The leaf epidermis is a complex tissue that usually consists of a single layer of cells, though in a few species (e.g. Ficus and Peperomia) the epidermis proliferates to form several cell layers (a multiple epidermis). At maturity it is difficult to distinguish a multiple epidermis from a hypodermis. The specialized elements of the leaf epidermis are essentially the same as those of the stem: stomata, trichomes, papillae, surface sculpturing, epicuticular wax and variously differentiated pavement epidermal cells.
In surface view, pavement epidermal cells can be elongated or more or less isodiametric, and their anticlinal walls can be straight or undulating (Fig. 4.3A). Anticlinal cell walls are often more sinuous on the abaxial than the adaxial surface of the same leaf. Cells that lie over veins are often elongated in the direction of the veins. In linear leaves of the type found in many monocots, epi-dermal cells are typically elongated parallel to the long axis of the leaf (Fig. 4.3B).
Epidermal cells frequently vary in size and wall thickness in different parts of the same leaf. In some Poaceae (e.g. Zea mays), enlarged cells (termed bulliform cells) occur in restricted regionsof the leaf epidermis (Fig. 4.9). In some species these cells play a role in the unrolling of the leaf in response to turgor pressure and water availability. Occasional epidermal cells may contain crystals or silica bodies. Cystoliths can be restricted to individual epidermal cells (e.g. in the family Opiliaceae), or they can span both the epidermis and underlying mesophyll (e.g. in Ficus: Fig. 4.4). They contain a body encrusted with calcium carbonate that is attached to the cell wall by a silicified stalk36. Silica bodies occur in the leaf epidermis of the monocot families Cyperaceae, Poaceae (Fig. 4.3B) and Arecaceae. The grass epidermis typically consists of both long and short cells, the short cells sometimes forming the bases of trichomes.

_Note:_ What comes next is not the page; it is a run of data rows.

//! Experiment records
//!
//! Request-scoped value objects: built from caller input, consumed by one
//! computation, and discarded once the result is returned.

use serde::{Deserialize, Serialize};

/// Aggregated statistics for one arm of an experiment.
///
/// Proportion tests read `successes`; mean tests read `mean` and `std_dev`.
#[derive(Debug, Clone, Default, PartialEq, Serialize, Deserialize)]
#[serde(rename_all = "camelCase")]
pub struct GroupSummary {
    pub sample_size: u64,
    #[serde(default, skip_serializing_if = "Option::is_none")]
    pub successes: Option<u64>,
    #[serde(default, skip_serializing_if = "Option::is_none")]
    pub mean: Option<f64>,
    #[serde(default, skip_serializing_if = "Option::is_none")]
    pub std_dev: Option<f64>,
}

impl GroupSummary {
    /// Conversion counts for a proportion test
    pub fn conversions(sample_size: u64, successes: u64) -> Self {
        Self {
            sample_size,
            successes: Some(successes),
            ..Self::default()
        }
    }

    /// Summary statistics for a mean test
    pub fn continuous(sample_size: u64, mean: f64, std_dev: f64) -> Self {
        Self {
            sample_size,
            mean: Some(mean),
            std_dev: Some(std_dev),
            ..Self::default()
        }
    }
}

/// Raw observations for rank-based tests
#[derive(Debug, Clone, Default, PartialEq, Serialize, Deserialize)]
pub struct RawSamples {
    pub control: Vec<f64>,
    pub variant: Vec<f64>,
}

/// Algorithm used for an average-value comparison
#[derive(Debug, Clone, Copy, Default, PartialEq, Eq, Serialize, Deserialize)]
#[serde(rename_all = "snake_case")]
pub enum MeanTestMethod {
    /// Welch's unequal-variance t-test on summary statistics
    #[default]
    Welch,
    /// Mann-Whitney U on raw samples
    MannWhitney,
    /// Two-sample z-test with known population standard deviations
    ZTest,
}

/// Test that produced a [`TestResult`]
#[derive(Debug, Clone, Copy, PartialEq, Eq, Serialize, Deserialize)]
#[serde(rename_all = "snake_case")]
pub enum TestMethod {
    TwoProportionZ,
    Welch,
    MannWhitney,
    ZTest,
}

impl From<MeanTestMethod> for TestMethod {
    fn from(method: MeanTestMethod) -> Self {
        match method {
            MeanTestMethod::Welch => TestMethod::Welch,
            MeanTestMethod::MannWhitney => TestMethod::MannWhitney,
            MeanTestMethod::ZTest => TestMethod::ZTest,
        }
    }
}

/// Locale-free outcome category. Display text is owned by the caller.
#[derive(Debug, Clone, Copy, PartialEq, Eq, Hash, Serialize, Deserialize)]
#[serde(rename_all = "snake_case")]
pub enum Interpretation {
    SignificantPositive,
    SignificantNegative,
    NotSignificant,
    /// Input was valid but could not discriminate (e.g. zero variance)
    Inconclusive,
}

impl Interpretation {
    pub fn as_str(&self) -> &'static str {
        match self {
            Interpretation::SignificantPositive => "significant_positive",
            Interpretation::SignificantNegative => "significant_negative",
            Interpretation::NotSignificant => "not_significant",
            Interpretation::Inconclusive => "inconclusive",
        }
    }
}

impl std::fmt::Display for Interpretation {
    fn fmt(&self, f: &mut std::fmt::Formatter<'_>) -> std::fmt::Result {
        f.write_str(self.as_str())
    }
}

/// Observed rate and its Wald interval for one arm
#[derive(Debug, Clone, Copy, PartialEq, Serialize, Deserialize)]
#[serde(rename_all = "camelCase")]
pub struct RateEstimate {
    pub rate: f64,
    pub confidence_interval: (f64, f64),
}

/// Per-arm rates reported by the proportion test
#[derive(Debug, Clone, Copy, PartialEq, Serialize, Deserialize)]
pub struct RateSummary {
    pub control: RateEstimate,
    pub variant: RateEstimate,
}

/// Outcome of a significance test
#[derive(Debug, Clone, PartialEq, Serialize, Deserialize)]
#[serde(rename_all = "camelCase")]
pub struct TestResult {
    pub method: TestMethod,
    /// z or t statistic, oriented as variant minus control
    pub statistic: f64,
    pub p_value: f64,
    pub effect_absolute: f64,
    /// `None` when the control value is zero
    pub effect_relative: Option<f64>,
    #[serde(default, skip_serializing_if = "Option::is_none")]
    pub confidence_interval: Option<(f64, f64)>,
    pub is_significant: bool,
    pub interpretation: Interpretation,
    #[serde(default, skip_serializing_if = "Option::is_none")]
    pub degrees_of_freedom: Option<f64>,
    #[serde(default, skip_serializing_if = "Option::is_none")]
    pub u_statistic: Option<f64>,
    #[serde(default, skip_serializing_if = "Option::is_none")]
    pub rates: Option<RateSummary>,
}

/// How a minimum detectable effect is expressed
#[derive(Debug, Clone, Copy, Default, PartialEq, Eq, Serialize, Deserialize)]
#[serde(rename_all = "snake_case")]
pub enum EffectType {
    #[default]
    Absolute,
    /// Fraction of the baseline, e.g. 0.1 for a 10% lift
    Relative,
}

/// What `daily_volume` counts
#[derive(Debug, Clone, Copy, Default, PartialEq, Eq, Serialize, Deserialize)]
#[serde(rename_all = "snake_case")]
pub enum TrafficBasis {
    /// Arrivals across both arms combined
    #[default]
    Total,
    /// Arrivals into each arm
    PerVariant,
}

/// Input to the sample-size planners
#[derive(Debug, Clone, PartialEq, Serialize, Deserialize)]
#[serde(rename_all = "camelCase")]
pub struct PlannerInput {
    /// Baseline conversion rate (proportion planner) or baseline mean
    pub baseline: f64,
    /// Baseline standard deviation, required by the mean planner
    #[serde(default, skip_serializing_if = "Option::is_none")]
    pub std_dev: Option<f64>,
    pub minimum_detectable_effect: f64,
    #[serde(default)]
    pub effect_type: EffectType,
    pub power: f64,
    pub alpha: f64,
    #[serde(default, skip_serializing_if = "Option::is_none")]
    pub daily_volume: Option<f64>,
    #[serde(default)]
    pub traffic_basis: TrafficBasis,
}

impl PlannerInput {
    /// MDE expressed on the baseline's scale
    pub fn absolute_effect(&self) -> f64 {
        match self.effect_type {
            EffectType::Absolute => self.minimum_detectable_effect,
            EffectType::Relative => self.baseline * self.minimum_detectable_effect,
        }
    }
}

/// Output of the sample-size planners
#[derive(Debug, Clone, PartialEq, Serialize, Deserialize)]
#[serde(rename_all = "camelCase")]
pub struct PlannerResult {
    /// Always rounded up
    pub required_sample_size_per_group: u64,
    pub required_sample_size_total: u64,
    #[serde(default, skip_serializing_if = "Option::is_none")]
    pub estimated_duration_days: Option<f64>,
    #[serde(default, skip_serializing_if = "Option::is_none")]
    pub estimated_duration_weeks: Option<f64>,
    #[serde(default, skip_serializing_if = "Option::is_none")]
    pub effect_size: Option<f64>,
    /// Variant rate or mean the plan is sized to detect
    pub target_value: f64,
}

#[cfg(test)]
mod tests {
    use super::*;

    #[test]
    fn test_group_summary_deserializes_camel_case() {
        let json = r#"{"sampleSize": 1000, "successes": 50}"#;
        let g: GroupSummary = serde_json::from_str(json).unwrap();
        assert_eq!(g, GroupSummary::conversions(1000, 50));
    }

    #[test]
    fn test_mean_method_maps_to_result_method() {
        assert_eq!(TestMethod::from(MeanTestMethod::Welch), TestMethod::Welch);
        assert_eq!(TestMethod::from(MeanTestMethod::MannWhitney), TestMethod::MannWhitney);
        assert_eq!(TestMethod::from(MeanTestMethod::ZTest), TestMethod::ZTest);
    }

    #[test]
    fn test_negative_count_rejected_by_deserializer() {
        let json = r#"{"sampleSize": -3}"#;
        assert!(serde_json::from_str::<GroupSummary>(json).is_err());
    }

    #[test]
    fn test_planner_input_defaults() {
        let json = r#"{"baseline": 0.05, "minimumDetectableEffect": 0.01, "power": 0.8, "alpha": 0.05}"#;
        let input: PlannerInput = serde_json::from_str(json).unwrap();
        assert_eq!(input.effect_type, EffectType::Absolute);
        assert_eq!(input.traffic_basis, TrafficBasis::Total);
        assert!(input.daily_volume.is_none());
    }

    #[test]
    fn test_relative_effect_scales_with_baseline() {
        let input = PlannerInput {
            baseline: 200.0,
            std_dev: Some(40.0),
            minimum_detectable_effect: 0.05,
            effect_type: EffectType::Relative,
            power: 0.8,
            alpha: 0.05,
            daily_volume: None,
            traffic_basis: TrafficBasis::Total,
        };
        assert!((input.absolute_effect() - 10.0).abs() < 1e-12);
    }

    #[test]
    fn test_interpretation_wire_names() {
        let json = serde_json::to_string(&Interpretation::SignificantNegative).unwrap();
        assert_eq!(json, "\"significant_negative\"");
        assert_eq!(Interpretation::Inconclusive.to_string(), "inconclusive");
    }
}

Since they control gaseous exchange (water release and carbon dioxide uptake), stomatal pores occur in almost all angiosperm leaves, though their distribution varies in differ-ent species. In many species, stomata are present on both leaf surfaces (i.e. in amphistomatic leaves), whereas in others they
are restricted to the abaxial surface (hypostomatic leaves). Rarely, stomata are restricted to the adaxial surface (in epistomatic leaves); this condition occurs mainly on the floating leaves of aquatic plants. Within each leaf, stomata most frequently occur on regions overlying the chlorenchymatous mesophyll rather than the veins. In xeromorphic species stomata are often protected to restrict water loss; for example, individual stomata may be sunken, or groups of stomata may be restricted to hair-lined grooves or depressions on the abaxial leaf surface (Fig. 4.5). This creates a pocket of water vapour, and thus reduces water loss by transpiration.
Similarly, the distribution of leaf-borne trichomes varies among species. Trichomes can occur on the entire leaf surface, or they can be restricted to certain areas, such as abaxial
surface grooves or leaf margins. Some species possess several different types of trichome on the same leaf. For example, many species of the mint family Lamiaceae characteristically possess two or more sizes of glandular trichome and either branched or unbranched nonglandular trichomes (Figs 1.10, 4.6). Specialized hair types include stinging hairs (e.g. in Urtica dioica: Fig. 1.11), water-absorptive leaf scales (e.g. in Tillandsia), and salt-secreting glands (e.g. in Avicennia, Limonium and Tamarix). Salt glands accu-mulate sodium chloride and so allow plants to colonize highly saline soils.
Papillae are short epidermal projections that are present on the leaf surfaces of some species. For example, within the Iris family (Iridaceae), papillae are frequently present on leaf epidermal cells, in some species as a single papilla per cell, and in other species in a row of up to nine papillae per cell. Some species possess a ring of four or more (sometimes coalesced) papillae around each stoma, together forming a raised rim.
The cuticle is a non-cellular layer composed of several inert poly-mers, especially cutin, that covers the entire leaf surface and most other aerial plant surfaces. In mesomorphic leaves the cuticle is typically thin and almost transparent, but many xeromorphic plants possess a thick leaf cuticle that often appears lamellated in transverse section. In some species the outer surface of the cuticle possesses characteristic patterns of ridges, folds or striations. These can be short or long and oriented randomly or in a regular pattern, sometimes radiating around stomata or trichomes. Surface pat-terning may have biological significance in relation to mechanical and optical properties and wettability of the surface. For example, the cuticular patterns on the mature leaf surfaces of Aloe and related genera are under precise genetic control.
Leaves of some species have a covering of wax over the cuticle. Epicuticular wax is either in the form of a surface crust, or more commonly in small particles of varying shapes and sizes, ranging from flakes to filaments and granules. Wax particles are vari-ously orientated and sometimes occur in characteristic patterns. Certain compounds, such as terpenes and flavonoids, can be recognized by their detailed structure.